UNI Global Union Demands Urgent Talks as US$1.8 Billion CIBC-Butterfield Merger Raises Worker Concerns

A proposed $1.8 billion merger between the Canadian Imperial Bank of Commerce (CIBC) and Butterfield Bank has sparked urgent calls from UNI Global Union, the global federation representing service sector workers, for immediate stakeholder talks over mounting concerns about job security and working conditions for frontline employees.

The merger, which would combine CIBC’s Caribbean banking operations with Butterfield’s existing regional footprint, has been framed by company leadership as a strategic move to strengthen market competitiveness, expand service offerings, and drive long-term growth in the Caribbean financial sector. But labor advocates have warned that industry consolidation of this scale almost always brings sweeping restructuring that puts hundreds of roles at risk, while potentially eroding existing collective bargaining agreements and worker benefits.

UNI Global Union, which represents more than 15 million workers across 150 countries, has emphasized that it is not opposing the merger outright. Instead, the organization is pushing for binding, good-faith talks between union leadership, CIBC, Butterfield, and relevant regulatory bodies to address worker concerns before any deal is finalized. The federation is calling for clear guarantees that existing jobs will be protected, that collective bargaining rights will be preserved for all staff across the combined entity, and that any future restructuring processes will be carried out with full transparency and input from labor representatives.

Regional labor groups have echoed these demands, noting that the Caribbean banking sector has already faced a wave of consolidation in recent years that has led to widespread layoffs and reduced access to local banking services in smaller communities. UNI Global Union says that without proactive negotiation, the merger risks repeating these harms, leaving frontline workers bearing the brunt of corporate restructuring while executive leadership and shareholders capture the financial benefits of the deal.
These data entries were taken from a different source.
//! Wave format description
//!
//! `WaveFormat` is the parsed form of the `fmt ` chunk. The sample encoding is
//! a tagged variant so that only supported bit-depth/format-tag combinations
//! can exist once a format has been constructed.

use serde::{Deserialize, Serialize};

use crate::error::{Result, WavError};

/// `WAVE_FORMAT_PCM`
pub const FORMAT_TAG_PCM: u16 = 0x0001;

/// `WAVE_FORMAT_IEEE_FLOAT`
pub const FORMAT_TAG_IEEE_FLOAT: u16 = 0x0003;

/// `WAVE_FORMAT_EXTENSIBLE`, the real tag lives in the sub-format GUID
pub const FORMAT_TAG_EXTENSIBLE: u16 = 0xFFFE;

/// Format tag as stored in the first two bytes of the `fmt ` chunk
#[derive(Debug, Clone, Copy, PartialEq, Eq)]
pub enum FormatTag {
    Pcm,
    IeeeFloat,
    Extensible,
    Other(u16),
}

impl FormatTag {
    pub fn from_u16(tag: u16) -> Self {
        match tag {
            FORMAT_TAG_PCM => FormatTag::Pcm,
            FORMAT_TAG_IEEE_FLOAT => FormatTag::IeeeFloat,
            FORMAT_TAG_EXTENSIBLE => FormatTag::Extensible,
            other => FormatTag::Other(other),
        }
    }

    pub fn to_u16(self) -> u16 {
        match self {
            FormatTag::Pcm => FORMAT_TAG_PCM,
            FormatTag::IeeeFloat => FORMAT_TAG_IEEE_FLOAT,
            FormatTag::Extensible => FORMAT_TAG_EXTENSIBLE,
            FormatTag::Other(tag) => tag,
        }
    }
}

/// On-disk sample encoding
#[derive(Debug, Clone, Copy, PartialEq, Eq, Hash, Serialize, Deserialize)]
#[serde(rename_all = "snake_case")]
pub enum SampleEncoding {
    /// 8-bit unsigned integer PCM, zero point at 128
    Unsigned8,
    /// 16-bit signed integer PCM
    Signed16,
    /// 24-bit signed integer PCM, packed in three bytes
    Signed24,
    /// 32-bit signed integer PCM
    Signed32,
    /// 32-bit IEEE 754 float
    Float32,
}

impl SampleEncoding {
    /// Resolve a format tag and bit depth into a supported encoding
    ///
    /// `tag` must already be resolved, i.e. not `Extensible`.
    ///
    /// # Errors
    /// * `UnsupportedFormat` - for any combination outside the supported table
    pub fn from_tag(tag: FormatTag, bits_per_sample: u16) -> Result<Self> {
        match (tag, bits_per_sample) {
            (FormatTag::Pcm, 8) => Ok(SampleEncoding::Unsigned8),
            (FormatTag::Pcm, 16) => Ok(SampleEncoding::Signed16),
            (FormatTag::Pcm, 24) => Ok(SampleEncoding::Signed24),
            (FormatTag::Pcm, 32) => Ok(SampleEncoding::Signed32),
            (FormatTag::IeeeFloat, 32) => Ok(SampleEncoding::Float32),
            _ => Err(WavError::UnsupportedFormat {
                format_tag: tag.to_u16(),
                bits_per_sample,
            }),
        }
    }

    /// Pick the integer encoding for a bit depth, or float for `32` when `float` is set
    pub fn from_bits(bits_per_sample: u16, float: bool) -> Result<Self> {
        let tag = if float {
            FormatTag::IeeeFloat
        } else {
            FormatTag::Pcm
        };
        Self::from_tag(tag, bits_per_sample)
    }

    pub fn format_tag(self) -> FormatTag {
        match self {
            SampleEncoding::Float32 => FormatTag::IeeeFloat,
            _ => FormatTag::Pcm,
        }
    }

    pub fn bits_per_sample(self) -> u16 {
        match self {
            SampleEncoding::Unsigned8 => 8,
            SampleEncoding::Signed16 => 16,
            SampleEncoding::Signed24 => 24,
            SampleEncoding::Signed32 | SampleEncoding::Float32 => 32,
        }
    }

    /// Bytes occupied by one sample of one channel
    pub fn bytes_per_sample(self) -> usize {
        self.bits_per_sample() as usize / 8
    }

    pub fn is_float(self) -> bool {
        matches!(self, SampleEncoding::Float32)
    }
}

/// Format of a WAV file's sample data
#[derive(Debug, Clone, Copy, PartialEq, Eq, Serialize, Deserialize)]
pub struct WaveFormat {
    /// Sample rate in Hz
    pub sample_rate: u32,
    /// Number of interleaved channels
    pub channels: u16,
    /// On-disk sample encoding
    pub encoding: SampleEncoding,
}

impl WaveFormat {
    /// Create a new format
    ///
    /// # Errors
    /// * `Format` - if the sample rate or channel count is zero, or a frame
    ///   would not fit the 16-bit block align field
    pub fn new(sample_rate: u32, channels: u16, encoding: SampleEncoding) -> Result<Self> {
        if sample_rate == 0 {
            return Err(WavError::format(0, "sample rate must be positive"));
        }
        if channels == 0 {
            return Err(WavError::format(0, "channel count must be positive"));
        }
        let block_align = channels as u64 * encoding.bytes_per_sample() as u64;
        if block_align > u16::MAX as u64 {
            return Err(WavError::format(
                0,
                format!("{} channels do not fit in a 16-bit block align", channels),
            ));
        }
        if sample_rate as u64 * block_align > u32::MAX as u64 {
            return Err(WavError::format(
                0,
                format!("byte rate for {} Hz does not fit in 32 bits", sample_rate),
            ));
        }

        Ok(WaveFormat {
            sample_rate,
            channels,
            encoding,
        })
    }

    /// CD quality (44.1kHz, 16-bit, stereo)
    pub fn cd_quality() -> Self {
        WaveFormat {
            sample_rate: 44100,
            channels: 2,
            encoding: SampleEncoding::Signed16,
        }
    }

    pub fn bits_per_sample(&self) -> u16 {
        self.encoding.bits_per_sample()
    }

    /// Bytes per frame (one sample for each channel)
    pub fn block_align(&self) -> u16 {
        self.channels * self.encoding.bytes_per_sample() as u16
    }

    /// Bytes per second of audio
    pub fn byte_rate(&self) -> u32 {
        self.sample_rate * self.block_align() as u32
    }

    /// Re-check the invariants of a format built from its public fields
    pub fn validate(&self) -> Result<()> {
        Self::new(self.sample_rate, self.channels, self.encoding).map(|_| ())
    }

    /// Same format with a different encoding
    pub fn with_encoding(&self, encoding: SampleEncoding) -> Result<Self> {
        Self::new(self.sample_rate, self.channels, encoding)
    }
}
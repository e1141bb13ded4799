//! CLI Command Implementations
//!
//! Implements the actual logic for each CLI command.

use std::fs::File;
use std::io::BufReader;
use std::path::{Path, PathBuf};

use anyhow::{bail, Context};
use log::{error, info};
use serde::Serialize;
use sha2::{Digest, Sha256};
use walkdir::WalkDir;

use crate::codec;
use crate::engine::{read_file, write_file, SampleEncoding, WaveFormat};
use crate::error::Result;
use crate::riff;

/// Summary of one WAV file, as printed by `info`
#[derive(Debug, Clone, Serialize)]
pub struct InfoReport {
    pub path: PathBuf,
    pub format: WaveFormat,
    pub bits_per_sample: u16,
    pub frames: usize,
    pub duration_secs: f64,
    pub peak: f64,
    /// SHA-256 of the raw `data` chunk body
    pub data_sha256: String,
    pub skipped_chunks: Vec<String>,
}

/// Print format and statistics for every WAV file under `paths`.
pub fn info(paths: &[PathBuf], json: bool) -> anyhow::Result<()> {
    let files = collect_wav_paths(paths);
    if files.is_empty() {
        bail!("no .wav files found");
    }

    let mut failures = 0;
    for path in &files {
        match inspect(path) {
            Ok(report) => {
                if json {
                    println!("{}", serde_json::to_string(&report)?);
                } else {
                    print_report(&report);
                }
            }
            Err(e) => {
                failures += 1;
                error!("{}: [{}] {}", path.display(), e.error_code(), e);
                error!("  hint: {}", e.recovery_hint());
            }
        }
    }

    if failures > 0 {
        bail!("{} of {} files could not be read", failures, files.len());
    }
    Ok(())
}

/// Read one file and summarize it.
pub fn inspect(path: &Path) -> Result<InfoReport> {
    let file = File::open(path)?;
    let chunks = riff::read_chunks(BufReader::new(file))?;
    let buffer = codec::decode(&chunks.data, &chunks.format)?;

    Ok(InfoReport {
        path: path.to_path_buf(),
        format: chunks.format,
        bits_per_sample: chunks.format.bits_per_sample(),
        frames: buffer.num_frames(),
        duration_secs: buffer.duration_secs(chunks.format.sample_rate),
        peak: buffer.peak(),
        data_sha256: format!("{:x}", Sha256::digest(&chunks.data)),
        skipped_chunks: chunks.skipped.iter().map(|id| id.to_string()).collect(),
    })
}

fn print_report(report: &InfoReport) {
    println!("{}", report.path.display());
    println!("{:-<60}", "");
    println!("  Encoding:    {:?}", report.format.encoding);
    println!("  Channels:    {}", report.format.channels);
    println!("  Sample rate: {} Hz", report.format.sample_rate);
    println!("  Bits:        {}", report.bits_per_sample);
    println!("  Frames:      {}", report.frames);
    println!("  Duration:    {:.3}s", report.duration_secs);
    println!("  Peak:        {:.6}", report.peak);
    println!("  SHA-256:     {}", report.data_sha256);
    if !report.skipped_chunks.is_empty() {
        println!("  Other:       {}", report.skipped_chunks.join(", "));
    }
}

/// Expand directories into the `.wav` files they contain, sorted.
///
/// Explicit file arguments are kept whatever their extension.
pub fn collect_wav_paths(paths: &[PathBuf]) -> Vec<PathBuf> {
    let mut files = Vec::new();

    for path in paths {
        if path.is_dir() {
            let mut found: Vec<PathBuf> = WalkDir::new(path)
                .into_iter()
                .filter_map(|entry| entry.ok())
                .filter(|entry| entry.file_type().is_file())
                .map(|entry| entry.into_path())
                .filter(|p| is_wav(p))
                .collect();
            found.sort();
            files.extend(found);
        } else {
            files.push(path.clone());
        }
    }

    files
}

fn is_wav(path: &Path) -> bool {
    path.extension()
        .and_then(|ext| ext.to_str())
        .map(|ext| ext.eq_ignore_ascii_case("wav"))
        .unwrap_or(false)
}

/// Re-encode `input` into `output`.
///
/// `bits` defaults to the input's bit depth; `float` selects 32-bit float.
pub fn convert(input: &Path, output: &Path, bits: Option<u16>, float: bool) -> anyhow::Result<()> {
    let wave = read_file(input).with_context(|| format!("failed to read {}", input.display()))?;

    let bits = bits.unwrap_or(if float { 32 } else { wave.format.bits_per_sample() });
    let encoding = SampleEncoding::from_bits(bits, float)
        .with_context(|| format!("cannot encode {}-bit{} samples", bits, if float { " float" } else { "" }))?;
    let format = wave.format.with_encoding(encoding)?;

    if wave.buffer.peak() > 1.0 && !encoding.is_float() {
        info!(
            "Peak {:.3} exceeds full scale; samples will be clamped",
            wave.buffer.peak()
        );
    }

    write_file(output, &format, &wave.buffer)
        .with_context(|| format!("failed to write {}", output.display()))?;

    println!(
        "Converted {} ({:?}) -> {} ({:?})",
        input.display(),
        wave.format.encoding,
        output.display(),
        format.encoding
    );
    Ok(())
}

#[cfg(test)]
mod tests {
    use super::*;
    use crate::engine::SampleBuffer;
    use std::fs;
    use tempfile::tempdir;

    fn write_test_file(path: &Path, encoding: SampleEncoding) {
        let format = WaveFormat::new(22050, 2, encoding).unwrap();
        let buffer = SampleBuffer::new(vec![0.5, -0.5, 0.25, -1.0], 2).unwrap();
        write_file(path, &format, &buffer).unwrap();
    }

    #[test]
    fn test_inspect() {
        let dir = tempdir().unwrap();
        let path = dir.path().join("a.wav");
        write_test_file(&path, SampleEncoding::Signed16);

        let report = inspect(&path).unwrap();
        assert_eq!(report.frames, 2);
        assert_eq!(report.bits_per_sample, 16);
        assert_eq!(report.peak, 1.0);
        assert_eq!(report.data_sha256.len(), 64);

        let json = serde_json::to_string(&report).unwrap();
        assert!(json.contains("\"encoding\":\"signed16\""));
    }

    #[test]
    fn test_inspect_reports_error_kind() {
        let dir = tempdir().unwrap();
        let path = dir.path().join("bad.wav");
        fs::write(&path, b"RIFF\x04\x00\x00\x00AVI ").unwrap();

        let err = inspect(&path).unwrap_err();
        assert_eq!(err.error_code(), "FORMAT_ERROR");
    }

    #[test]
    fn test_collect_wav_paths() {
        let dir = tempdir().unwrap();
        let nested = dir.path().join("nested");
        fs::create_dir(&nested).unwrap();
        write_test_file(&dir.path().join("b.wav"), SampleEncoding::Signed16);
        write_test_file(&nested.join("a.WAV"), SampleEncoding::Signed16);
        fs::write(dir.path().join("notes.txt"), "x").unwrap();

        let files = collect_wav_paths(&[dir.path().to_path_buf()]);
        assert_eq!(files.len(), 2);
        assert!(files.iter().all(|p| is_wav(p)));
    }

    #[test]
    fn test_convert_to_float() {
        let dir = tempdir().unwrap();
        let input = dir.path().join("in.wav");
        let output = dir.path().join("out.wav");
        write_test_file(&input, SampleEncoding::Signed24);

        convert(&input, &output, None, true).unwrap();

        let wave = read_file(&output).unwrap();
        assert_eq!(wave.format.encoding, SampleEncoding::Float32);
        assert_eq!(wave.buffer.samples(), &[0.5, -0.5, 0.25, -1.0]);
    }

    #[test]
    fn test_convert_rejects_unsupported_bits() {
        let dir = tempdir().unwrap();
        let input = dir.path().join("in.wav");
        write_test_file(&input, SampleEncoding::Signed16);

        let result = convert(&input, &dir.path().join("out.wav"), Some(12), false);
        assert!(result.is_err());
    }
}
Regulators in Canada and the Caribbean are currently reviewing the proposed merger to assess its compliance with local financial regulations and competition rules. UNI Global Union is also calling on regulators to require labor impact assessments as part of their approval process, arguing that protecting worker livelihoods should be a core consideration when evaluating whether large corporate mergers are in the public interest.